TASK DETAILS ->
Look through the data below and, wherever a line carries the word "filename", please copy that line.

DATA FOR REVIEW ->
▶

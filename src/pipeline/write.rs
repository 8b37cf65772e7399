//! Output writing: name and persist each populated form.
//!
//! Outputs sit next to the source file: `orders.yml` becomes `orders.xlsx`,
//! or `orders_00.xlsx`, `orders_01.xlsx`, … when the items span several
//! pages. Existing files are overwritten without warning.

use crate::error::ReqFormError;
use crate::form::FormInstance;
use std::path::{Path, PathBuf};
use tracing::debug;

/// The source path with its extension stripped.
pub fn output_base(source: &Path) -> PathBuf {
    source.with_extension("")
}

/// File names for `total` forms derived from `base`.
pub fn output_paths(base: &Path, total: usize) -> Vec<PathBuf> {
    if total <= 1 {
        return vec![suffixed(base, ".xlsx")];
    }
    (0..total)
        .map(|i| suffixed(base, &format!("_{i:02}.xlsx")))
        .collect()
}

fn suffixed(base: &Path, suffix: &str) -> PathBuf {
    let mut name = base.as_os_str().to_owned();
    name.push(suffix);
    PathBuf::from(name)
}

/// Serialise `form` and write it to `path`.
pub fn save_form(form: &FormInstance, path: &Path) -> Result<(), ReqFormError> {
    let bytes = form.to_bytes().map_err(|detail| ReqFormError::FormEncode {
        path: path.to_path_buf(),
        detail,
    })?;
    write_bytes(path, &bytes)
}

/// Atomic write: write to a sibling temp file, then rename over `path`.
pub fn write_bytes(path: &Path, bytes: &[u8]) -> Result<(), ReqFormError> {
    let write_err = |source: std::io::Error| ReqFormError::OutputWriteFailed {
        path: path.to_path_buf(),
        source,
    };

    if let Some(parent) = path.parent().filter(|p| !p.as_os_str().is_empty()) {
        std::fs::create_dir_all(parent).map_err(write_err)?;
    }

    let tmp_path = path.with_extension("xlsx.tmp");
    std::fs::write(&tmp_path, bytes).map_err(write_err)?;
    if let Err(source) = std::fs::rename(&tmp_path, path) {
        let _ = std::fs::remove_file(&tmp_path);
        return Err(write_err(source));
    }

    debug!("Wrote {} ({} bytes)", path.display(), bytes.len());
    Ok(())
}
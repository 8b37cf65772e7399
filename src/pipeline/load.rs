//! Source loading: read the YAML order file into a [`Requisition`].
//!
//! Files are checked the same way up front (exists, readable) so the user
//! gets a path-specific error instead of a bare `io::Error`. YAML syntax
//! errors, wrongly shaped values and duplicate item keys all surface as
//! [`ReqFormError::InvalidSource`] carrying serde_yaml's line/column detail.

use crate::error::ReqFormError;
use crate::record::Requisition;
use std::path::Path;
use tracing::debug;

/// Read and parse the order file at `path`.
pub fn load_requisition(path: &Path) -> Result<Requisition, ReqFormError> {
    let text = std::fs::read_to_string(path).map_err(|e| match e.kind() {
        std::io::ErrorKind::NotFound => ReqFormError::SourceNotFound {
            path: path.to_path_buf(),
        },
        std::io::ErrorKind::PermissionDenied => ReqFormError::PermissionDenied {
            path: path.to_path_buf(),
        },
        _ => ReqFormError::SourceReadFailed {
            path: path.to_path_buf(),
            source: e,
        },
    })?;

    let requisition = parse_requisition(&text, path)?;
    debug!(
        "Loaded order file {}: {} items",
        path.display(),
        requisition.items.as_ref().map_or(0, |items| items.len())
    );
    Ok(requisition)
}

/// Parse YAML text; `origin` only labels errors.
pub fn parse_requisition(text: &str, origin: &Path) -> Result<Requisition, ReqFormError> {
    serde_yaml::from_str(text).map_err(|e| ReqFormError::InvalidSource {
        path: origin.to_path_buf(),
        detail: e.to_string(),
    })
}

◀
▶

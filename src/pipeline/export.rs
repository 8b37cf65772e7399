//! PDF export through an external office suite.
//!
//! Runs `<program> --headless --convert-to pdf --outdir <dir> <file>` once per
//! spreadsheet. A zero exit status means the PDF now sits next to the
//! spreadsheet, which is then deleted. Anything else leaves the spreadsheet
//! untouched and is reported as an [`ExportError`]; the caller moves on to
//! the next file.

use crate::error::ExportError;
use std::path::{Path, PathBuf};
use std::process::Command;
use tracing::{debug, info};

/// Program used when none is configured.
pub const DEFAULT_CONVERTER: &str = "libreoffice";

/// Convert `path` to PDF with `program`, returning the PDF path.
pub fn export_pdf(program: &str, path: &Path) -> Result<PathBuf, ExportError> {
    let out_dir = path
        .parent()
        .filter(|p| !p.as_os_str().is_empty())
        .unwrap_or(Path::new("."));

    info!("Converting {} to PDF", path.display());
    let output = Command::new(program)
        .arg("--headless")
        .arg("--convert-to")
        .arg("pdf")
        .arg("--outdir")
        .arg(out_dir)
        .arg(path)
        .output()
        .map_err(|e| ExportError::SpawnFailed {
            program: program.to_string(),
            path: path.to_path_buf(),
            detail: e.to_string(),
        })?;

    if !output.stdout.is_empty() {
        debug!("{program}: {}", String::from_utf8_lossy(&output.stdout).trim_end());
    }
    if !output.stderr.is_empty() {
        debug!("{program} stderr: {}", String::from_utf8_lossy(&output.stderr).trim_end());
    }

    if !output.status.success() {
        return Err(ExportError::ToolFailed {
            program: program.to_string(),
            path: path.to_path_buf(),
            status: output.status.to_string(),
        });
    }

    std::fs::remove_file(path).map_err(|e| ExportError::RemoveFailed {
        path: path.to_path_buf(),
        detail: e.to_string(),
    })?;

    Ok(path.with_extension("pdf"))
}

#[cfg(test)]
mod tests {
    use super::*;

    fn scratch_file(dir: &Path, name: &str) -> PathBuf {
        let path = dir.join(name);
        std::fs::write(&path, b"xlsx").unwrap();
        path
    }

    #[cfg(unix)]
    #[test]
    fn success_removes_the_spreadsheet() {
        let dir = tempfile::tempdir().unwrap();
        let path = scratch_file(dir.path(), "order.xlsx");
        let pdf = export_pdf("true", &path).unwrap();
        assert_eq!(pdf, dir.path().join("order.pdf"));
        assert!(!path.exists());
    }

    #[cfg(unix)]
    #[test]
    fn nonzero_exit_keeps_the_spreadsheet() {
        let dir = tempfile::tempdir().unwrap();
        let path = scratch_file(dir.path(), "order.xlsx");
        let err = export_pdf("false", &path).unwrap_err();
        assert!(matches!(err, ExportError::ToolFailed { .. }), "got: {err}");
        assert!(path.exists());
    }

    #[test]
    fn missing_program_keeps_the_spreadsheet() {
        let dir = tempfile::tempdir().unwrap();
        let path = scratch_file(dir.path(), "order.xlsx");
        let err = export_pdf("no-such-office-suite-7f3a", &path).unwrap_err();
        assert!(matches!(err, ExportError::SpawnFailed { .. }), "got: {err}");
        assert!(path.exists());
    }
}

◀

PROBLEM SOLUTION ->
filename src/pipeline/write.rs
filename src/pipeline/load.rs
filename src/pipeline/export.rs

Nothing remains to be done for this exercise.